= Franz Anatol Wyss =

Swiss painter

Franz Anatol Wyss (born Fulenbach, May 1, 1940) is a Swiss painter.

Wyss trained in the School of Art and Design (Kunstgewerbeschule) in Lucerne between 1960 and 1961 and then the Art School of Zurich from 1965-66 with Bruno Stamm. In 1975 he published Franz Anatol Wyss, Zürich: Druckgraphik 1966-1975 with the Kunstmuseum Olten. Since 1985 his studio has been in Murgenthal. He was noted for his "oppressive inaglios". In addition to drawings and engravings, since 1985 he has produced large format acrylic paintings.
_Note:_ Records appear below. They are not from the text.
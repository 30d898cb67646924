//! Monte-Carlo range uncertainty engine for battery-electric aircraft
//!
//! This crate propagates engineering uncertainty through a closed-form range
//! model. It provides:
//! - A deterministic electric Breguet range model with saturation bounds
//! - A seeded parameter sampler with per-field Gaussian noise and physical
//!   floors/clips
//! - A batch runner (parallel with the `parallel` feature) that keeps every
//!   result aligned with its trial
//! - Summary statistics, target-achievement rates and per-field Pearson
//!   sensitivity
//!
//! ```ignore
//! use aeroforge_core::{analyze, run_montecarlo};
//!
//! let run = run_montecarlo(2000, 42)?;
//! let summary = analyze(&run.samples, &run.results)?;
//! println!("mean range {:.0} km (+-{:.0})", summary.mean, summary.std);
//! ```

#![warn(clippy::all)]

// ============================================================================
// Core modules
// ============================================================================

pub mod analysis;
pub mod config;
pub mod error;
pub mod range_model;
pub mod sampler;
pub mod simulation;

// ============================================================================
// Type definition modules
// ============================================================================

pub mod model;

// ============================================================================
// Test modules
// ============================================================================

#[cfg(test)]
mod tests;

// ============================================================================
// Public re-exports for convenience
// ============================================================================

pub use analysis::analyze;
pub use config::{AnalysisConfig, MonteCarloConfig};
pub use error::InvalidInput;
pub use simulation::{run_montecarlo, simulate};
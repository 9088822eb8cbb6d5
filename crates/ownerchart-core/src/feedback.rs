//! User feedback submission.
//!
//! Delivery goes through a [`FeedbackRelay`]; the core only validates the
//! message and interprets the relay's response status.

use crate::form::ValidationError;
use serde::{Deserialize, Serialize};
use thiserror::Error;

/// Feedback submission errors.
#[derive(Debug, Clone, PartialEq, Eq, Error)]
pub enum FeedbackError {
    #[error(transparent)]
    Validation(#[from] ValidationError),
    #[error("Feedback was rejected with status {0}")]
    Rejected(u16),
    #[error("Failed to send feedback: {0}")]
    Relay(#[from] RelayError),
}

/// Transport failures of a [`FeedbackRelay`].
#[derive(Debug, Clone, PartialEq, Eq, Error)]
pub enum RelayError {
    #[error("relay unreachable: {0}")]
    Unreachable(String),
    #[error("could not queue message: {0}")]
    Queue(String),
}

/// A feedback message as sent to the relay.
#[derive(Debug, Clone, PartialEq, Eq, Serialize, Deserialize)]
pub struct Feedback {
    pub feedback: String,
}

/// Transport for feedback messages.
pub trait FeedbackRelay {
    /// Send `feedback`, returning the response status code.
    fn deliver(&self, feedback: &Feedback) -> Result<u16, RelayError>;
}

/// Validate `text` and send it. Surrounding whitespace is trimmed.
pub fn submit_feedback(relay: &impl FeedbackRelay, text: &str) -> Result<(), FeedbackError> {
    let text = text.trim();
    if text.is_empty() {
        return Err(ValidationError::EmptyFeedback.into());
    }

    let feedback = Feedback {
        feedback: text.to_string(),
    };
    match relay.deliver(&feedback) {
        Ok(status) if (200..300).contains(&status) => {
            log::info!("Feedback delivered");
            Ok(())
        }
        Ok(status) => {
            log::warn!("Feedback relay responded with status {status}");
            Err(FeedbackError::Rejected(status))
        }
        Err(e) => {
            log::warn!("Feedback relay failed: {e}");
            Err(e.into())
        }
    }
}
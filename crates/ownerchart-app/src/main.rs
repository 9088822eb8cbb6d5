//! Main application entry point (native).

use clap::Parser;
use ownerchart_app::{App, AppConfig, AppError, Cli};

fn run(cli: Cli) -> Result<(), AppError> {
    let command = cli.into_command();

    let config = AppConfig::from_env();
    let storage = config.open_storage()?;
    log::debug!("Using data directory {:?}", storage.dir());

    let mut app = App::open(storage, config);
    app.run(command, &mut std::io::stdout().lock())
}

#[cfg(feature = "native")]
fn main() {
    env_logger::init();
    let cli = Cli::parse();
    log::info!("Starting OwnerChart");

    if let Err(e) = run(cli) {
        log::error!("{e}");
        eprintln!("error: {e}");
        std::process::exit(1);
    }
}

#[cfg(not(feature = "native"))]
fn main() {
    panic!("Native feature not enabled. Use `cargo run --features native`");
}
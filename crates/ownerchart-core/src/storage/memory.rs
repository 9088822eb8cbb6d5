//! Process-local backend, used by tests and throwaway sessions.

use super::{BlobStorage, StorageError, StorageResult};
use std::collections::HashMap;
use std::sync::RwLock;

/// Blobs in a locked map; nothing survives the process.
#[derive(Debug, Default)]
pub struct MemoryStorage {
    blobs: RwLock<HashMap<String, String>>,
}

impl MemoryStorage {
    pub fn new() -> Self {
        Self::default()
    }

    /// Number of stored blobs.
    pub fn len(&self) -> usize {
        self.blobs.read().map(|b| b.len()).unwrap_or(0)
    }

    pub fn is_empty(&self) -> bool {
        self.len() == 0
    }
}

impl BlobStorage for MemoryStorage {
    fn get(&self, key: &str) -> StorageResult<Option<String>> {
        let blobs = self
            .blobs
            .read()
            .map_err(|e| StorageError::Backend(format!("poisoned lock: {e}")))?;
        Ok(blobs.get(key).cloned())
    }

    fn set(&self, key: &str, value: &str) -> StorageResult<()> {
        let mut blobs = self
            .blobs
            .write()
            .map_err(|e| StorageError::Backend(format!("poisoned lock: {e}")))?;
        blobs.insert(key.to_string(), value.to_string());
        Ok(())
    }

    fn remove(&self, key: &str) -> StorageResult<()> {
        let mut blobs = self
            .blobs
            .write()
            .map_err(|e| StorageError::Backend(format!("poisoned lock: {e}")))?;
        blobs.remove(key);
        Ok(())
    }
}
Four of his drawings are in the collection of the Gottard Bank, a collection used for decoration in the Bank as well as for exhibitions in the Galleria Gottardo and intended to represent the work of leading post-war contemporary Swiss artists.

In 1992 he showcased his work in Berlin. In 1997 he extensively visited Italy and in 1999 studied in France.

==Personal life==
Wyss married Edith Humbel in 1970. The couple have 3 children: Katja (born 1970), Roman (born 1973), Marcel (born 1976). Rosina was born in 1978 but died three months after birth.